Extracted data entries:
◆ ◆ ◆ ◆ ◆ ◆ ◆
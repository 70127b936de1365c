//! Subcommand implementations and dispatch.

use anyhow::{Context, Result};
use upspin_client::Client;
use upspin_core::Config;
use upspin_factotum::Factotum;

mod cp;
mod fs;
mod info;
mod keys;
mod share;
mod util;
mod watch;

/// Everything a subcommand needs: the client session and the resolved
/// config. Built once per invocation and shared by reference.
pub struct Session {
    pub client: Client,
    pub config: Config,
}

impl Session {
    /// Loads the config file and key material into a live session.
    pub fn load(config_path: &std::path::Path, overrides: &ConfigOverrides) -> Result<Session> {
        let mut config = Config::from_file(config_path)
            .with_context(|| format!("loading config {}", config_path.display()))?;
        if let Some(block_size) = overrides.block_size {
            config.block_size = block_size;
        }
        if let Some(cache_size) = overrides.cache_size {
            config.cache_size = cache_size;
        }
        config.prudent |= overrides.prudent;
        config.write_through |= overrides.write_through;

        let secrets = config
            .secrets_dir()
            .context("config names no secrets directory and $HOME is unknown")?;
        let factotum = Factotum::from_dir(&secrets)
            .with_context(|| format!("loading keys from {}", secrets.display()))?;
        Ok(Session {
            client: Client::new(config.clone(), factotum),
            config,
        })
    }
}

/// Global flag values that adjust the config after loading.
#[derive(Default)]
pub struct ConfigOverrides {
    pub block_size: Option<usize>,
    pub cache_size: Option<usize>,
    pub prudent: bool,
    pub write_through: bool,
}

/// Runs one subcommand. Returns whether any per-item operation failed,
/// which turns into exit status 1.
pub async fn run(session: &Session, cmd: crate::Commands) -> Result<bool> {
    use crate::Commands;
    match cmd {
        Commands::Config => info::show_config(session),
        Commands::Countersign => keys::countersign_cmd(session).await,
        Commands::Cp {
            recursive,
            jobs,
            glob,
            args,
        } => cp::cp(session, &args, recursive, jobs, glob).await,
        Commands::Createsuffixeduser { name } => keys::createsuffixeduser(session, &name).await,
        Commands::Deletestorage { refs, paths, glob } => {
            info::deletestorage(session, &refs, &paths, glob).await
        }
        Commands::Get { output, glob, path } => {
            fs::get(session, &path, output.as_deref(), glob).await
        }
        Commands::Getref { output, reference } => {
            info::getref(session, &reference, output.as_deref()).await
        }
        Commands::Info { glob, paths } => info::info(session, &paths, glob).await,
        Commands::Keygen { .. } => unreachable!("keygen runs before session setup"),
        Commands::Link { original, link_name } => fs::link(session, &original, &link_name).await,
        Commands::Ls {
            long,
            recursive,
            glob,
            paths,
        } => fs::ls(session, &paths, long, recursive, glob).await,
        Commands::Mkdir { glob, paths } => fs::mkdir(session, &paths, glob).await,
        Commands::Put { input, path } => fs::put(session, &path, input.as_deref()).await,
        Commands::Repack {
            pack,
            recursive,
            glob,
            paths,
        } => share::repack(session, &paths, &pack, recursive, glob).await,
        Commands::Rm {
            recursive,
            force,
            glob,
            paths,
        } => fs::rm(session, &paths, recursive, force, glob).await,
        Commands::Rotate => keys::rotate_cmd(session).await,
        Commands::Share {
            fix,
            force,
            recursive,
            unencryptforall,
            glob,
            paths,
        } => share::share(session, &paths, fix, force, recursive, unencryptforall, glob).await,
        Commands::Snapshot => watch::snapshot(session).await,
        Commands::Tar { path, archive, glob } => cp::tar(session, &path, &archive, glob).await,
        Commands::User { put, name } => info::user(session, name.as_deref(), put.as_deref()).await,
        Commands::Watch { sequence, path } => watch::watch(session, &path, sequence).await,
        Commands::Whichaccess { glob, paths } => info::whichaccess(session, &paths, glob).await,
    }
}

/// Runs the subcommands that need no config or keys.
pub fn run_standalone(cmd: &crate::Commands) -> Option<Result<bool>> {
    match cmd {
        crate::Commands::Keygen {
            where_dir,
            curve,
            secretseed,
            rotate,
            force,
        } => Some(keys::keygen_cmd(
            where_dir.as_deref(),
            curve,
            secretseed.as_deref(),
            *rotate,
            *force,
        )),
        _ => None,
    }
}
◆ ◆ ◆ ◆ ◆ ◆ ◆
** Exercise **
In the entries above, the lines from the one bearing "and the resolved" up to and including the one bearing "if let Some(cache_size)" should be transcribed exactly; no other line is wanted.

** Solution **
/// Everything a subcommand needs: the client session and the resolved
/// config. Built once per invocation and shared by reference.
pub struct Session {
    pub client: Client,
    pub config: Config,
}

impl Session {
    /// Loads the config file and key material into a live session.
    pub fn load(config_path: &std::path::Path, overrides: &ConfigOverrides) -> Result<Session> {
        let mut config = Config::from_file(config_path)
            .with_context(|| format!("loading config {}", config_path.display()))?;
        if let Some(block_size) = overrides.block_size {
            config.block_size = block_size;
        }
        if let Some(cache_size) = overrides.cache_size {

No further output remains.